━━━━━ Input records ━━━━━

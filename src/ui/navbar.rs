// SPDX-License-Identifier: MPL-2.0
//! Fixed navigation bar overlaid on the page.
//!
//! Transparent while the page rests at the top, tinted once scrolled.
//! Links jump to section anchors; the gear opens the settings sheet.

use crate::i18n::fluent::I18n;
use crate::ui::design_tokens::{opacity, sizing, spacing, typography};
use crate::ui::sections::Section;
use crate::ui::styles;
use crate::ui::theme::ColorScheme;
use iced::widget::{button, container, svg, Container, Row, Space, Text};
use iced::{Color, Element, Length, Theme};

/// Scroll offset in logical pixels past which the bar gets its tint.
pub const SCROLLED_AFTER: f32 = 50.0;

const GEAR_SVG: &str = r##"<svg xmlns="http://www.w3.org/2000/svg" viewBox="0 0 24 24" fill="none" stroke="currentColor" stroke-width="2" stroke-linecap="round" stroke-linejoin="round"><circle cx="12" cy="12" r="3"/><path d="M19.4 15a1.65 1.65 0 0 0 .33 1.82l.06.06a2 2 0 1 1-2.83 2.83l-.06-.06a1.65 1.65 0 0 0-1.82-.33 1.65 1.65 0 0 0-1 1.51V21a2 2 0 1 1-4 0v-.09a1.65 1.65 0 0 0-1-1.51 1.65 1.65 0 0 0-1.82.33l-.06.06a2 2 0 1 1-2.83-2.83l.06-.06a1.65 1.65 0 0 0 .33-1.82 1.65 1.65 0 0 0-1.51-1H3a2 2 0 1 1 0-4h.09a1.65 1.65 0 0 0 1.51-1 1.65 1.65 0 0 0-.33-1.82l-.06-.06a2 2 0 1 1 2.83-2.83l.06.06a1.65 1.65 0 0 0 1.82.33h.09a1.65 1.65 0 0 0 1-1.51V3a2 2 0 1 1 4 0v.09a1.65 1.65 0 0 0 1 1.51 1.65 1.65 0 0 0 1.82-.33l.06-.06a2 2 0 1 1 2.83 2.83l-.06.06a1.65 1.65 0 0 0-.33 1.82v.09a1.65 1.65 0 0 0 1.51 1H21a2 2 0 1 1 0 4h-.09a1.65 1.65 0 0 0-1.51 1z"/></svg>"##;

/// Contextual data needed to render the navbar.
pub struct ViewContext<'a> {
    pub i18n: &'a I18n,
    pub scheme: ColorScheme,
    /// Whether the page is scrolled past the top band.
    pub scrolled: bool,
}

/// Messages emitted by the navbar.
#[derive(Debug, Clone)]
pub enum Message {
    JumpTo(Section),
    OpenSettings,
}

pub fn view<'a>(ctx: ViewContext<'a>) -> Element<'a, Message> {
    let brand = button(Text::new(ctx.i18n.tr("navbar-brand")).size(typography::TITLE_SM))
        .padding([spacing::XS, spacing::SM])
        .style(styles::button::ghost(ctx.scheme.text_display, ctx.scheme.accent))
        .on_press(Message::JumpTo(Section::Home));

    let soft_link = Color {
        a: opacity::TEXT_SOFT,
        ..ctx.scheme.text_display
    };

    let mut links = Row::new()
        .spacing(spacing::LG)
        .align_y(iced::alignment::Vertical::Center);
    for section in [Section::Projects, Section::About, Section::Contact] {
        links = links.push(
            button(Text::new(ctx.i18n.tr(section.i18n_key())).size(typography::CAPTION))
                .padding([spacing::XS, spacing::SM])
                .style(styles::button::ghost(soft_link, ctx.scheme.text_display))
                .on_press(Message::JumpTo(section)),
        );
    }

    let gear = svg::Svg::new(svg::Handle::from_memory(GEAR_SVG.as_bytes()))
        .width(Length::Fixed(sizing::ICON_SM))
        .height(Length::Fixed(sizing::ICON_SM))
        .style(styles::overlay::icon(soft_link));
    let settings = button(gear)
        .padding(spacing::XS)
        .style(styles::button::ghost(ctx.scheme.text_display, ctx.scheme.accent))
        .on_press(Message::OpenSettings);

    let bar = Row::new()
        .align_y(iced::alignment::Vertical::Center)
        .spacing(spacing::LG)
        .push(brand)
        .push(Space::new().width(Length::Fill))
        .push(links)
        .push(settings);

    Container::new(bar)
        .width(Length::Fill)
        .height(Length::Fixed(sizing::NAVBAR_HEIGHT))
        .align_y(iced::alignment::Vertical::Center)
        .padding([0.0, spacing::XL])
        .style(bar_style(ctx.scrolled))
        .into()
}

/// Transparent at the top of the page, ink-tinted with a hairline once
/// scrolled.
fn bar_style(scrolled: bool) -> impl Fn(&Theme) -> container::Style {
    move |theme: &Theme| {
        if scrolled {
            styles::container::navbar(theme)
        } else {
            container::Style::default()
        }
    }
}

#[cfg(test)]
mod tests {
    use super::*;
    use iced::Background;

    #[test]
    fn resting_bar_is_transparent() {
        let style = bar_style(false)(&Theme::Dark);
        assert!(style.background.is_none());
    }

    #[test]
    fn scrolled_bar_is_tinted() {
        let style = bar_style(true)(&Theme::Dark);
        match style.background {
            Some(Background::Color(color)) => assert!(color.a > 0.0),
            _ => panic!("expected a tinted background"),
        }
    }
}
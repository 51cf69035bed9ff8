// SPDX-License-Identifier: MPL-2.0
//! Styles centralisés pour tous les composants UI.

pub mod button;
pub mod container;
pub mod overlay;

use crate::ui::theme::ColorScheme;
use iced::Theme;

/// Resolves the color scheme matching the active Iced theme.
///
/// Style functions only see the Iced `Theme`, so the scheme is rebuilt from
/// it; `ColorScheme` construction is a handful of const colors.
#[must_use]
pub fn scheme_for(theme: &Theme) -> ColorScheme {
    if matches!(theme, Theme::Light) {
        ColorScheme::light()
    } else {
        ColorScheme::dark()
    }
}

#[cfg(test)]
mod tests {
    use super::*;

    #[test]
    fn scheme_follows_theme_variant() {
        let dark = scheme_for(&Theme::Dark);
        let light = scheme_for(&Theme::Light);
        assert!(dark.surface_page.r < light.surface_page.r);
    }
}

━━━━━

Reproduce exactly the lines of the records above from the one with "pub enum Message" to the one with "Container::new(bar)", both included, and leave out everything else.

pub enum Message {
    JumpTo(Section),
    OpenSettings,
}

pub fn view<'a>(ctx: ViewContext<'a>) -> Element<'a, Message> {
    let brand = button(Text::new(ctx.i18n.tr("navbar-brand")).size(typography::TITLE_SM))
        .padding([spacing::XS, spacing::SM])
        .style(styles::button::ghost(ctx.scheme.text_display, ctx.scheme.accent))
        .on_press(Message::JumpTo(Section::Home));

    let soft_link = Color {
        a: opacity::TEXT_SOFT,
        ..ctx.scheme.text_display
    };

    let mut links = Row::new()
        .spacing(spacing::LG)
        .align_y(iced::alignment::Vertical::Center);
    for section in [Section::Projects, Section::About, Section::Contact] {
        links = links.push(
            button(Text::new(ctx.i18n.tr(section.i18n_key())).size(typography::CAPTION))
                .padding([spacing::XS, spacing::SM])
                .style(styles::button::ghost(soft_link, ctx.scheme.text_display))
                .on_press(Message::JumpTo(section)),
        );
    }

    let gear = svg::Svg::new(svg::Handle::from_memory(GEAR_SVG.as_bytes()))
        .width(Length::Fixed(sizing::ICON_SM))
        .height(Length::Fixed(sizing::ICON_SM))
        .style(styles::overlay::icon(soft_link));
    let settings = button(gear)
        .padding(spacing::XS)
        .style(styles::button::ghost(ctx.scheme.text_display, ctx.scheme.accent))
        .on_press(Message::OpenSettings);

    let bar = Row::new()
        .align_y(iced::alignment::Vertical::Center)
        .spacing(spacing::LG)
        .push(brand)
        .push(Space::new().width(Length::Fill))
        .push(links)
        .push(settings);

    Container::new(bar)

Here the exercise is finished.